I presume you can use USB external HDD’s now though, in this day an age

Think there’s a built in option in Windows 7.
On the machine, go to the Control panel.
There’s an option there about backup and recovery (or similar)
There should be an option in there to create a system image as a backup.

I have the childer learning to program on Scratch. Preparing them for the lockdown in 2041-2044.

Anyone here use Teams voice? Is it any good?

My employer is making the decision to retire the Internal Phone System. (Nortel). We are making the switch to Microsoft Teams voice so that both internal and Internal calls can be made via teams voice.
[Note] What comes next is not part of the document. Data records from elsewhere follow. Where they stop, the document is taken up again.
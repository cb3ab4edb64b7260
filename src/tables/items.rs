//! Held item names. Empty entries are indices the games never use.

/// Gold, Silver and Crystal item indices.
pub static GEN2_ITEM_NAMES: [&str; 256] = [
    "",
    "Master Ball",
    "Ultra Ball",
    "BrightPowder",
    "Great Ball",
    "Poké Ball",
    "",
    "Bicycle",
    "Moon Stone",
    "Antidote",
    "Burn Heal",
    "Ice Heal",
    "Awakening",
    "Parlyz Heal",
    "Full Restore",
    "Max Potion",
    "Hyper Potion",
    "Super Potion",
    "Potion",
    "Escape Rope",
    "Repel",
    "Max Elixer",
    "Fire Stone",
    "Thunderstone",
    "Water Stone",
    "",
    "HP Up",
    "Protein",
    "Iron",
    "Carbos",
    "Lucky Punch",
    "Calcium",
    "Rare Candy",
    "X Accuracy",
    "Leaf Stone",
    "Metal Powder",
    "Nugget",
    "Poké Doll",
    "Full Heal",
    "Revive",
    "Max Revive",
    "Guard Spec.",
    "Super Repel",
    "Max Repel",
    "Dire Hit",
    "",
    "Fresh Water",
    "Soda Pop",
    "Lemonade",
    "X Attack",
    "",
    "X Defend",
    "X Speed",
    "X Special",
    "Coin Case",
    "Itemfinder",
    "",
    "Exp. Share",
    "Old Rod",
    "Good Rod",
    "Silver Leaf",
    "Super Rod",
    "PP Up",
    "Ether",
    "Max Ether",
    "Elixer",
    "Red Scale",
    "SecretPotion",
    "S.S. Ticket",
    "Mystery Egg",
    "Clear Bell",
    "Silver Wing",
    "Moomoo Milk",
    "Quick Claw",
    "PSNCureBerry",
    "Gold Leaf",
    "Soft Sand",
    "Sharp Beak",
    "PRZCureBerry",
    "Burnt Berry",
    "Ice Berry",
    "Poison Barb",
    "King's Rock",
    "Bitter Berry",
    "Mint Berry",
    "Red Apricorn",
    "TinyMushroom",
    "Big Mushroom",
    "SilverPowder",
    "Blu Apricorn",
    "",
    "Amulet Coin",
    "Ylw Apricorn",
    "Grn Apricorn",
    "Cleanse Tag",
    "Mystic Water",
    "TwistedSpoon",
    "Wht Apricorn",
    "Blackbelt",
    "Blk Apricorn",
    "",
    "Pnk Apricorn",
    "BlackGlasses",
    "SlowpokeTail",
    "Pink Bow",
    "Stick",
    "Smoke Ball",
    "NeverMeltIce",
    "Magnet",
    "MiracleBerry",
    "Pearl",
    "Big Pearl",
    "Everstone",
    "Spell Tag",
    "RageCandyBar",
    "GS Ball",
    "Blue Card",
    "Miracle Seed",
    "Thick Club",
    "Focus Band",
    "",
    "EnergyPowder",
    "Energy Root",
    "Heal Powder",
    "Revival Herb",
    "Hard Stone",
    "Lucky Egg",
    "Card Key",
    "Machine Part",
    "Egg Ticket",
    "Lost Item",
    "Stardust",
    "Star Piece",
    "Basement Key",
    "Pass",
    "",
    "",
    "",
    "Charcoal",
    "Berry Juice",
    "Scope Lens",
    "",
    "",
    "Metal Coat",
    "Dragon Fang",
    "",
    "Leftovers",
    "",
    "",
    "",
    "MysteryBerry",
    "Dragon Scale",
    "Berserk Gene",
    "",
    "",
    "",
    "Sacred Ash",
    "Heavy Ball",
    "Flower Mail",
    "Level Ball",
    "Lure Ball",
    "Fast Ball",
    "",
    "Light Ball",
    "Friend Ball",
    "Moon Ball",
    "Love Ball",
    "Normal Box",
    "Gorgeous Box",
    "Sun Stone",
    "Polkadot Bow",
    "",
    "Up-Grade",
    "Berry",
    "Gold Berry",
    "SquirtBottle",
    "",
    "Park Ball",
    "Rainbow Wing",
    "",
    "Brick Piece",
    "Surf Mail",
    "Litebluemail",
    "Portraitmail",
    "Lovely Mail",
    "Eon Mail",
    "Morph Mail",
    "Bluesky Mail",
    "Music Mail",
    "Mirage Mail",
    "",
    "TM01",
    "TM02",
    "TM03",
    "TM04",
    "",
    "TM05",
    "TM06",
    "TM07",
    "TM08",
    "TM09",
    "TM10",
    "TM11",
    "TM12",
    "TM13",
    "TM14",
    "TM15",
    "TM16",
    "TM17",
    "TM18",
    "TM19",
    "TM20",
    "TM21",
    "TM22",
    "TM23",
    "TM24",
    "TM25",
    "TM26",
    "TM27",
    "TM28",
    "",
    "TM29",
    "TM30",
    "TM31",
    "TM32",
    "TM33",
    "TM34",
    "TM35",
    "TM36",
    "TM37",
    "TM38",
    "TM39",
    "TM40",
    "TM41",
    "TM42",
    "TM43",
    "TM44",
    "TM45",
    "TM46",
    "TM47",
    "TM48",
    "TM49",
    "TM50",
    "HM01",
    "HM02",
    "HM03",
    "HM04",
    "HM05",
    "HM06",
    "HM07",
    "",
    "",
    "",
    "",
    "",
    "",
];

/// Ruby, Sapphire, Emerald, FireRed and LeafGreen item indices.
pub static GEN3_ITEM_NAMES: [&str; 377] = [
    "",
    "Master Ball",
    "Ultra Ball",
    "Great Ball",
    "Poké Ball",
    "Safari Ball",
    "Net Ball",
    "Dive Ball",
    "Nest Ball",
    "Repeat Ball",
    "Timer Ball",
    "Luxury Ball",
    "Premier Ball",
    "Potion",
    "Antidote",
    "Burn Heal",
    "Ice Heal",
    "Awakening",
    "Parlyz Heal",
    "Full Restore",
    "Max Potion",
    "Hyper Potion",
    "Super Potion",
    "Full Heal",
    "Revive",
    "Max Revive",
    "Fresh Water",
    "Soda Pop",
    "Lemonade",
    "Moomoo Milk",
    "EnergyPowder",
    "Energy Root",
    "Heal Powder",
    "Revival Herb",
    "Ether",
    "Max Ether",
    "Elixir",
    "Max Elixir",
    "Lava Cookie",
    "Blue Flute",
    "Yellow Flute",
    "Red Flute",
    "Black Flute",
    "White Flute",
    "Berry Juice",
    "Sacred Ash",
    "Shoal Salt",
    "Shoal Shell",
    "Red Shard",
    "Blue Shard",
    "Yellow Shard",
    "Green Shard",
    "",
    "",
    "",
    "",
    "",
    "",
    "",
    "",
    "",
    "",
    "",
    "HP Up",
    "Protein",
    "Iron",
    "Carbos",
    "Calcium",
    "Rare Candy",
    "PP Up",
    "Zinc",
    "PP Max",
    "",
    "Guard Spec.",
    "Dire Hit",
    "X Attack",
    "X Defend",
    "X Speed",
    "X Accuracy",
    "X Special",
    "Poké Doll",
    "Fluffy Tail",
    "",
    "Super Repel",
    "Max Repel",
    "Escape Rope",
    "Repel",
    "",
    "",
    "",
    "",
    "",
    "",
    "Sun Stone",
    "Moon Stone",
    "Fire Stone",
    "Thunderstone",
    "Water Stone",
    "Leaf Stone",
    "",
    "",
    "",
    "",
    "TinyMushroom",
    "Big Mushroom",
    "",
    "Pearl",
    "Big Pearl",
    "Stardust",
    "Star Piece",
    "Nugget",
    "Heart Scale",
    "",
    "",
    "",
    "",
    "",
    "",
    "",
    "",
    "",
    "Orange Mail",
    "Harbor Mail",
    "Glitter Mail",
    "Mech Mail",
    "Wood Mail",
    "Wave Mail",
    "Bead Mail",
    "Shadow Mail",
    "Tropic Mail",
    "Dream Mail",
    "Fab Mail",
    "Retro Mail",
    "Cheri Berry",
    "Chesto Berry",
    "Pecha Berry",
    "Rawst Berry",
    "Aspear Berry",
    "Leppa Berry",
    "Oran Berry",
    "Persim Berry",
    "Lum Berry",
    "Sitrus Berry",
    "Figy Berry",
    "Wiki Berry",
    "Mago Berry",
    "Aguav Berry",
    "Iapapa Berry",
    "Razz Berry",
    "Bluk Berry",
    "Nanab Berry",
    "Wepear Berry",
    "Pinap Berry",
    "Pomeg Berry",
    "Kelpsy Berry",
    "Qualot Berry",
    "Hondew Berry",
    "Grepa Berry",
    "Tamato Berry",
    "Cornn Berry",
    "Magost Berry",
    "Rabuta Berry",
    "Nomel Berry",
    "Spelon Berry",
    "Pamtre Berry",
    "Watmel Berry",
    "Durin Berry",
    "Belue Berry",
    "Liechi Berry",
    "Ganlon Berry",
    "Salac Berry",
    "Petaya Berry",
    "Apicot Berry",
    "Lansat Berry",
    "Starf Berry",
    "Enigma Berry",
    "",
    "",
    "",
    "BrightPowder",
    "White Herb",
    "Macho Brace",
    "Exp. Share",
    "Quick Claw",
    "Soothe Bell",
    "Mental Herb",
    "Choice Band",
    "King's Rock",
    "SilverPowder",
    "Amulet Coin",
    "Cleanse Tag",
    "Soul Dew",
    "DeepSeaTooth",
    "DeepSeaScale",
    "Smoke Ball",
    "Everstone",
    "Focus Band",
    "Lucky Egg",
    "Scope Lens",
    "Metal Coat",
    "Leftovers",
    "Dragon Scale",
    "Light Ball",
    "Soft Sand",
    "Hard Stone",
    "Miracle Seed",
    "BlackGlasses",
    "Black Belt",
    "Magnet",
    "Mystic Water",
    "Sharp Beak",
    "Poison Barb",
    "NeverMeltIce",
    "Spell Tag",
    "TwistedSpoon",
    "Charcoal",
    "Dragon Fang",
    "Silk Scarf",
    "Up-Grade",
    "Shell Bell",
    "Sea Incense",
    "Lax Incense",
    "Lucky Punch",
    "Metal Powder",
    "Thick Club",
    "Stick",
    "",
    "",
    "",
    "",
    "",
    "",
    "",
    "",
    "",
    "",
    "",
    "",
    "",
    "",
    "",
    "",
    "",
    "",
    "",
    "",
    "",
    "",
    "",
    "",
    "",
    "",
    "",
    "",
    "Red Scarf",
    "Blue Scarf",
    "Pink Scarf",
    "Green Scarf",
    "Yellow Scarf",
    "Mach Bike",
    "Coin Case",
    "Itemfinder",
    "Old Rod",
    "Good Rod",
    "Super Rod",
    "S.S. Ticket",
    "Contest Pass",
    "",
    "Wailmer Pail",
    "Devon Goods",
    "Soot Sack",
    "Basement Key",
    "Acro Bike",
    "Pokéblock Case",
    "Letter",
    "Eon Ticket",
    "Red Orb",
    "Blue Orb",
    "Scanner",
    "Go-Goggles",
    "Meteorite",
    "Rm. 1 Key",
    "Rm. 2 Key",
    "Rm. 4 Key",
    "Rm. 6 Key",
    "Storage Key",
    "Root Fossil",
    "Claw Fossil",
    "Devon Scope",
    "TM01",
    "TM02",
    "TM03",
    "TM04",
    "TM05",
    "TM06",
    "TM07",
    "TM08",
    "TM09",
    "TM10",
    "TM11",
    "TM12",
    "TM13",
    "TM14",
    "TM15",
    "TM16",
    "TM17",
    "TM18",
    "TM19",
    "TM20",
    "TM21",
    "TM22",
    "TM23",
    "TM24",
    "TM25",
    "TM26",
    "TM27",
    "TM28",
    "TM29",
    "TM30",
    "TM31",
    "TM32",
    "TM33",
    "TM34",
    "TM35",
    "TM36",
    "TM37",
    "TM38",
    "TM39",
    "TM40",
    "TM41",
    "TM42",
    "TM43",
    "TM44",
    "TM45",
    "TM46",
    "TM47",
    "TM48",
    "TM49",
    "TM50",
    "HM01",
    "HM02",
    "HM03",
    "HM04",
    "HM05",
    "HM06",
    "HM07",
    "HM08",
    "",
    "",
    "Oak's Parcel",
    "Poké Flute",
    "Secret Key",
    "Bike Voucher",
    "Gold Teeth",
    "Old Amber",
    "Card Key",
    "Lift Key",
    "Helix Fossil",
    "Dome Fossil",
    "Silph Scope",
    "Bicycle",
    "Town Map",
    "VS Seeker",
    "Fame Checker",
    "TM Case",
    "Berry Pouch",
    "Teachy TV",
    "Tri-Pass",
    "Rainbow Pass",
    "Tea",
    "MysticTicket",
    "AuroraTicket",
    "Powder Jar",
    "Ruby",
    "Sapphire",
    "Magma Emblem",
    "Old Sea Map",
];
Everyone would have previously had a Dect Phone but from now on we will either make a call using the Teams app on the work laptop or we can download the teams app to our personal phones… (Fuck that)

Haven’t used teams but I’d say whoever has to maintain the internal phone exchange is fucking delighted. The cabling is the stuff nightmares are made of.

It was running off a Windows XP PC i’m told :slight_smile:

I haven’t done Teams voice but have done migrations to similar cloud based pbx options. A way better job. As @EstebanSexface says the old nortel systems were a fuckin nightmare to maintain.

One of my first projects as a green horn was to sort out the cabling on an exchange that had been left to grow organically. I thought about a career change

The main cost is the hundreds or handsets needed, generic SIP such as Polycom. The billing with teams is a balls I believe, you pay monthly subscriptions either for local/national/mobile or an International subscription with costs more. Everyone needs international these days so that will add up. Ability for your mobile to dual fork with the desk phone is important too.

Nortel were poor for functionality but reliable as fuck.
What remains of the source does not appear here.